◆ **Data**:
------------
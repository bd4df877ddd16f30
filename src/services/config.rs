use crate::error::ConfigError;
use crate::models::config::AppConfig;
use std::fs;
use std::path::{Path, PathBuf};

/// Configuration manager for app settings
pub struct ConfigManager {
    config_dir: PathBuf,
    config_path: PathBuf,
}

impl ConfigManager {
    /// Create a new ConfigManager in the platform config directory
    ///
    /// This will create the config directory if it doesn't exist.
    pub fn new() -> Result<Self, ConfigError> {
        let config_dir = dirs::config_dir()
            .ok_or(ConfigError::NoConfigDir)?
            .join("image-to-text");

        Self::in_dir(config_dir)
    }

    /// Create a ConfigManager rooted at an explicit directory
    pub fn in_dir(config_dir: impl Into<PathBuf>) -> Result<Self, ConfigError> {
        let config_dir = config_dir.into();
        fs::create_dir_all(&config_dir)?;
        let config_path = config_dir.join("config.json");

        Ok(Self {
            config_dir,
            config_path,
        })
    }

    /// Save configuration to disk
    pub fn save(&self, config: &AppConfig) -> Result<(), ConfigError> {
        config
            .recognition
            .validate()
            .map_err(ConfigError::Invalid)?;

        fs::create_dir_all(&self.config_dir)?;

        // Pretty print for human readability
        let json = serde_json::to_string_pretty(config)?;
        fs::write(&self.config_path, json)?;

        tracing::debug!(path = %self.config_path.display(), "config saved");
        Ok(())
    }

    /// Load configuration from disk
    ///
    /// If config file doesn't exist, returns default configuration
    pub fn load(&self) -> Result<AppConfig, ConfigError> {
        if !self.config_exists() {
            return Ok(AppConfig::default());
        }

        let content = fs::read_to_string(&self.config_path)?;
        let config: AppConfig = serde_json::from_str(&content)?;
        config
            .recognition
            .validate()
            .map_err(ConfigError::Invalid)?;

        Ok(config)
    }

    /// Load configuration, falling back to defaults when the file is unusable
    pub fn load_or_default(&self) -> AppConfig {
        match self.load() {
            Ok(config) => config,
            Err(e) => {
                tracing::warn!(path = %self.config_path.display(), error = %e, "using default config");
                AppConfig::default()
            }
        }
    }

    pub fn config_file_path(&self) -> &Path {
        &self.config_path
    }

    pub fn config_exists(&self) -> bool {
        self.config_path.exists()
    }
}

#[cfg(test)]
mod tests {
    use super::*;

    /// Helper to create a manager in a unique temporary directory
    fn create_test_manager() -> ConfigManager {
        use std::sync::atomic::{AtomicUsize, Ordering};
        static COUNTER: AtomicUsize = AtomicUsize::new(0);

        let id = COUNTER.fetch_add(1, Ordering::SeqCst);
        let temp_dir = std::env::temp_dir().join(format!(
            "image-to-text-test-{}-{}",
            std::process::id(),
            id
        ));
        let _ = fs::remove_dir_all(&temp_dir);

        ConfigManager::in_dir(temp_dir).unwrap()
    }

    fn cleanup_test_files(manager: &ConfigManager) {
        let _ = fs::remove_dir_all(&manager.config_dir);
    }

    #[test]
    fn test_in_dir_creates_directory() {
        let manager = create_test_manager();

        assert!(manager.config_dir.exists());
        assert!(manager.config_file_path().ends_with("config.json"));

        cleanup_test_files(&manager);
    }

    #[test]
    fn test_config_load_default_when_not_exists() {
        let manager = create_test_manager();
        assert!(!manager.config_exists());

        let config = manager.load().unwrap();
        assert_eq!(config, AppConfig::default());

        cleanup_test_files(&manager);
    }

    #[test]
    fn test_config_save_and_load() {
        let manager = create_test_manager();

        let mut config = AppConfig::default();
        config.recognition.default_language = "tur".to_string();
        config.banners.reset_timer_on_show = false;
        config.intake.max_file_bytes = 2048;

        manager.save(&config).unwrap();
        assert!(manager.config_exists());

        let loaded = manager.load().unwrap();
        assert_eq!(loaded, config);

        cleanup_test_files(&manager);
    }

    #[test]
    fn test_save_rejects_invalid_language_setup() {
        let manager = create_test_manager();

        let mut config = AppConfig::default();
        config.recognition.default_language = "klingon".to_string();

        let result = manager.save(&config);
        assert!(matches!(result, Err(ConfigError::Invalid(_))));
        assert!(!manager.config_exists());

        cleanup_test_files(&manager);
    }

    #[test]
    fn test_corrupt_file_is_parse_error_and_falls_back() {
        let manager = create_test_manager();
        fs::write(manager.config_file_path(), "{ not json").unwrap();

        assert!(matches!(manager.load(), Err(ConfigError::Parse(_))));
        assert_eq!(manager.load_or_default(), AppConfig::default());

        cleanup_test_files(&manager);
    }

    #[test]
    fn test_config_overwrite() {
        let manager = create_test_manager();

        let mut first = AppConfig::default();
        first.banners.error_ms = 1000;
        manager.save(&first).unwrap();

        let mut second = AppConfig::default();
        second.banners.error_ms = 7000;
        manager.save(&second).unwrap();

        assert_eq!(manager.load().unwrap().banners.error_ms, 7000);

        cleanup_test_files(&manager);
    }
}
use super::engine::{ProgressSink, RecognitionEngine};
use crate::error::EngineError;
use crate::models::config::RecognitionConfig;
use crate::models::recognition::{ProgressEvent, RecognitionOutput};
use crate::services::data_uri;
use async_trait::async_trait;
use serde::{Deserialize, Serialize};

const INITIALIZING_API: &str = "initializing api";
/// Boxes overlapping more than this are treated as duplicates
const DUPLICATE_IOU: f64 = 0.3;

/// Recognition engine backed by an OCR HTTP server
#[derive(Clone)]
pub struct HttpRecognitionEngine {
    client: reqwest::Client,
    base_url: String,
}

#[derive(Serialize)]
struct OcrRequest<'a> {
    image_base64: &'a str,
    lang: &'a str,
}

/// Single text box with bounding box coordinates
#[derive(Deserialize, Clone, Debug)]
pub(crate) struct TextBox {
    #[serde(rename = "box")]
    bbox: Vec<Vec<f64>>, // 4 corner points [[x1,y1], [x2,y2], [x3,y3], [x4,y4]]
    text: String,
    #[allow(dead_code)]
    score: f64,
}

#[derive(Deserialize)]
struct OcrResponse {
    #[serde(default)]
    boxes: Vec<TextBox>,
    #[serde(default)]
    raw_text: String,
}

impl TextBox {
    /// Bounding box as (x_min, y_min, x_max, y_max)
    fn rect(&self) -> (f64, f64, f64, f64) {
        let xs = self.bbox.iter().filter_map(|p| p.first().copied());
        let ys = self.bbox.iter().filter_map(|p| p.get(1).copied());

        let (x_min, x_max) = xs.fold((f64::INFINITY, f64::NEG_INFINITY), |(lo, hi), x| {
            (lo.min(x), hi.max(x))
        });
        let (y_min, y_max) = ys.fold((f64::INFINITY, f64::NEG_INFINITY), |(lo, hi), y| {
            (lo.min(y), hi.max(y))
        });

        (x_min, y_min, x_max, y_max)
    }

    fn area(&self) -> f64 {
        let (x_min, y_min, x_max, y_max) = self.rect();
        if x_max <= x_min || y_max <= y_min {
            return 0.0;
        }
        (x_max - x_min) * (y_max - y_min)
    }

    /// Intersection over Union with another box
    fn iou(&self, other: &TextBox) -> f64 {
        let (x1_min, y1_min, x1_max, y1_max) = self.rect();
        let (x2_min, y2_min, x2_max, y2_max) = other.rect();

        let inter_w = x1_max.min(x2_max) - x1_min.max(x2_min);
        let inter_h = y1_max.min(y2_max) - y1_min.max(y2_min);
        if inter_w <= 0.0 || inter_h <= 0.0 {
            return 0.0;
        }

        let inter_area = inter_w * inter_h;
        let union_area = self.area() + other.area() - inter_area;
        if union_area <= 0.0 {
            return 0.0;
        }

        inter_area / union_area
    }

    fn center_y(&self) -> f64 {
        let (_, y_min, _, y_max) = self.rect();
        (y_min + y_max) / 2.0
    }
}

impl HttpRecognitionEngine {
    pub fn new(config: &RecognitionConfig) -> Result<Self, EngineError> {
        let client = reqwest::Client::builder()
            .timeout(config.request_timeout())
            .build()?;

        Ok(Self {
            client,
            base_url: config.engine_url.trim_end_matches('/').to_string(),
        })
    }

    pub fn base_url(&self) -> &str {
        &self.base_url
    }

    /// Check if server is healthy
    pub async fn health_check(&self) -> Result<(), EngineError> {
        let url = format!("{}/health", self.base_url);
        let response = self.client.get(&url).send().await?;
        if !response.status().is_success() {
            return Err(EngineError::Server {
                status: response.status().as_u16(),
                body: "health check failed".to_string(),
            });
        }
        Ok(())
    }

    /// Drop duplicate detections, keeping the larger box of each overlapping pair
    fn filter_overlapping_boxes(boxes: Vec<TextBox>, iou_threshold: f64) -> Vec<TextBox> {
        let mut remaining = boxes;
        let mut kept: Vec<TextBox> = Vec::with_capacity(remaining.len());

        // Smallest first, so pop() yields the largest remaining box
        remaining.sort_by(|a, b| a.area().total_cmp(&b.area()));

        while let Some(current) = remaining.pop() {
            remaining.retain(|other| current.iou(other) <= iou_threshold);
            kept.push(current);
        }

        kept
    }

    /// Lay boxes out in reading order: lines top to bottom, words left to right
    pub(crate) fn process_ocr_boxes(boxes: Vec<TextBox>) -> String {
        let mut boxes: Vec<TextBox> = Self::filter_overlapping_boxes(boxes, DUPLICATE_IOU)
            .into_iter()
            .filter(|b| !b.text.trim().is_empty())
            .collect();
        if boxes.is_empty() {
            return String::new();
        }

        boxes.sort_by(|a, b| a.rect().1.total_cmp(&b.rect().1));

        // A box joins the current line when its vertical center falls inside the line band
        let mut lines: Vec<(f64, f64, Vec<TextBox>)> = Vec::new();
        for text_box in boxes {
            let (_, top, _, bottom) = text_box.rect();
            let center = text_box.center_y();
            let on_current_line = matches!(
                lines.last(),
                Some((line_top, line_bottom, _)) if center >= *line_top && center <= *line_bottom
            );

            if !on_current_line {
                lines.push((top, bottom, vec![text_box]));
            } else if let Some((line_top, line_bottom, words)) = lines.last_mut() {
                *line_top = line_top.min(top);
                *line_bottom = line_bottom.max(bottom);
                words.push(text_box);
            }
        }

        lines
            .into_iter()
            .map(|(_, _, mut words)| {
                words.sort_by(|a, b| a.rect().0.total_cmp(&b.rect().0));
                words
                    .iter()
                    .map(|w| w.text.trim())
                    .collect::<Vec<_>>()
                    .join(" ")
            })
            .collect::<Vec<_>>()
            .join("\n")
    }
}

#[async_trait]
impl RecognitionEngine for HttpRecognitionEngine {
    fn name(&self) -> &str {
        "http-ocr"
    }

    async fn recognize(
        &self,
        image: &str,
        language: &str,
        progress: ProgressSink,
    ) -> Result<RecognitionOutput, EngineError> {
        progress(ProgressEvent::new(INITIALIZING_API, 0.0));
        let (_mime, image_base64) = data_uri::split(image).map_err(EngineError::InvalidPayload)?;
        progress(ProgressEvent::new(INITIALIZING_API, 1.0));

        progress(ProgressEvent::recognizing(0.0));
        let url = format!("{}/ocr", self.base_url);
        let response = self
            .client
            .post(&url)
            .json(&OcrRequest {
                image_base64,
                lang: language,
            })
            .send()
            .await?;

        let status = response.status();
        if !status.is_success() {
            let body = response
                .text()
                .await
                .unwrap_or_else(|_| "Unknown error".to_string());
            return Err(EngineError::Server {
                status: status.as_u16(),
                body,
            });
        }

        let data: OcrResponse = response
            .json()
            .await
            .map_err(|e| EngineError::Response(e.to_string()))?;
        progress(ProgressEvent::recognizing(1.0));

        let text = if data.boxes.is_empty() {
            data.raw_text
        } else {
            Self::process_ocr_boxes(data.boxes)
        };

        Ok(RecognitionOutput::new(text))
    }
}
------------
◆ **Instructions for the task**:
All lines that contain the word "AtomicUsize" should be copied from the listing.

◆ **Task result**:
        use std::sync::atomic::{AtomicUsize, Ordering};
        static COUNTER: AtomicUsize = AtomicUsize::new(0);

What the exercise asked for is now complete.